- _Source data_:
::::
// SPDX-FileCopyrightText: 2026 Bruno Meilick
// SPDX-License-Identifier: LicenseRef-Nereid-FreeUse-NoCopy-NoDerivatives
//
// All rights reserved.
//
// This file is part of Proteus and is proprietary software.
// Unauthorized copying, modification, or distribution is prohibited.

//! End-to-end behaviour of the public engine API.

use std::sync::Arc;
use std::time::Duration;

use proteus::batch::{self, BatchError, BatchRequest};
use proteus::config::EngineConfig;
use proteus::error::{ErrorKind, ToolErrorDetail};
use proteus::model::Document;
use proteus::ops::{Edit, InsertPosition, Operation};
use proteus::query::{id_query, resolve, Locator};
use proteus::store::{ChangeFeed, MemoryHost, WriteBackCoordinator};
use proteus::tools::{
    register_diagram_tools, CapabilityRegistry, SerialQueue, ToolCall, ToolPipeline, EDIT_BATCH_TOOL,
};
use rstest::rstest;
use serde_json::json;

const SCENARIO: &str = r#"<doc><page id="p1"><shape id="s1" c="1"/></page></doc>"#;

fn coordinator(host: &Arc<MemoryHost>) -> Arc<WriteBackCoordinator> {
    Arc::new(
        WriteBackCoordinator::new(host.clone(), Arc::new(ChangeFeed::new()))
            .with_timeouts(Duration::from_millis(500), Duration::from_millis(100)),
    )
}

fn set_c(id: &str, value: &str) -> Operation {
    Operation::new(Locator::Id(id.to_owned()), Edit::SetAttribute { key: "c".to_owned(), value: value.to_owned() })
}

#[tokio::test]
async fn scenario_edit_then_missing_target() {
    let host = Arc::new(MemoryHost::new(SCENARIO));
    let coordinator = coordinator(&host);

    let report = batch::run(&coordinator, &BatchRequest::new(vec![set_c("s1", "2")]), &host.text())
        .await
        .expect("first batch");
    assert_eq!(report.operations_applied, 1);
    assert!(host.text().contains(r#"<shape id="s1" c="2"/>"#));

    let after_first = host.text();
    let err = batch::run(&coordinator, &BatchRequest::new(vec![set_c("missing", "3")]), &after_first)
        .await
        .unwrap_err();
    assert!(matches!(err, BatchError::Operation(_)));
    assert_eq!(ToolErrorDetail::from(&err).kind(), ErrorKind::StructuralOperation);
    assert_eq!(host.text(), after_first);
}

#[rstest]
#[case(1)]
#[case(2)]
#[case(3)]
#[tokio::test]
async fn failing_operation_k_leaves_document_untouched(#[case] k: usize) {
    let host = Arc::new(MemoryHost::new(SCENARIO));
    let coordinator = coordinator(&host);

    let mut operations: Vec<Operation> = (0..3).map(|n| set_c("s1", &format!("v{n}"))).collect();
    operations[k - 1] = Operation::new(Locator::Id("ghost".to_owned()), Edit::RemoveElement);

    let err = batch::run(&coordinator, &BatchRequest::new(operations), SCENARIO).await.unwrap_err();
    let BatchError::Operation(op_err) = &err else {
        panic!("expected operation failure, got {err:?}");
    };
    assert_eq!(op_err.context.operation_index, k - 1);
    assert_eq!(host.text(), SCENARIO);
    assert!(host.writes().is_empty());
}

#[rstest]
#[case("s1")]
#[case("it's")]
#[case(r#"say "it's""#)]
fn identifier_and_canonical_query_select_the_same_nodes(#[case] id: &str) {
    let mut doc = Document::parse(SCENARIO).expect("parse");
    let tag = Operation::new(
        Locator::Id("s1".to_owned()),
        Edit::SetAttribute { key: "id".to_owned(), value: id.to_owned() },
    );
    proteus::ops::apply_operation(&mut doc, &tag, None).expect("retag");

    let by_id = resolve(&doc, &Locator::Id(id.to_owned()), None).expect("by id");
    let by_query = resolve(&doc, &Locator::Query(id_query(id)), None).expect("by query");
    assert_eq!(by_id.nodes.len(), 1);
    assert_eq!(by_id.nodes, by_query.nodes);
}

#[tokio::test]
async fn no_match_batches_are_byte_identical_no_ops() {
    let host = Arc::new(MemoryHost::new(SCENARIO));
    let coordinator = coordinator(&host);
    let mut registry = CapabilityRegistry::new();
    register_diagram_tools(&mut registry, coordinator, &EngineConfig::default());
    let queue = SerialQueue::new(Arc::new(ToolPipeline::new(registry)));

    let input = json!({
        "operations": [
            { "type": "remove_element", "id": "nothing", "allow_no_match": true },
            { "type": "insert_element", "xpath": "//absent", "new_xml": "<x/>", "allow_no_match": true }
        ]
    });
    for _ in 0..2 {
        let result = queue.call(ToolCall::new(EDIT_BATCH_TOOL, input.clone())).await.expect("call");
        let payload = result.payload().expect("success");
        assert_eq!(payload["operations_applied"], 2);
        assert_eq!(payload["changed"], false);
    }
    assert_eq!(host.text(), SCENARIO);
    assert!(host.writes().is_empty());
}

#[tokio::test]
async fn insert_positions_compose_in_one_batch() {
    let host = Arc::new(MemoryHost::new(SCENARIO));
    let coordinator = coordinator(&host);
    let insert = |position, xml: &str| {
        Operation::new(
            Locator::Id("s1".to_owned()),
            Edit::InsertElement { new_xml: xml.to_owned(), position },
        )
    };
    let request = BatchRequest::new(vec![
        insert(InsertPosition::Before, r#"<a id="a"/>"#),
        insert(InsertPosition::After, r#"<b id="b"/>"#),
        insert(InsertPosition::Append, r#"<label>hi</label>"#),
    ])
    .with_description("compose");

    batch::run(&coordinator, &request, SCENARIO).await.expect("batch");
    assert_eq!(
        host.text(),
        r#"<doc><page id="p1"><a id="a"/><shape id="s1" c="1"><label>hi</label></shape><b id="b"/></page></doc>"#
    );
}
::::
- _Task description_: Give the number of lines above in which the word "SetAttribute" appears, and nothing more.

- _Result of this exercise_: 2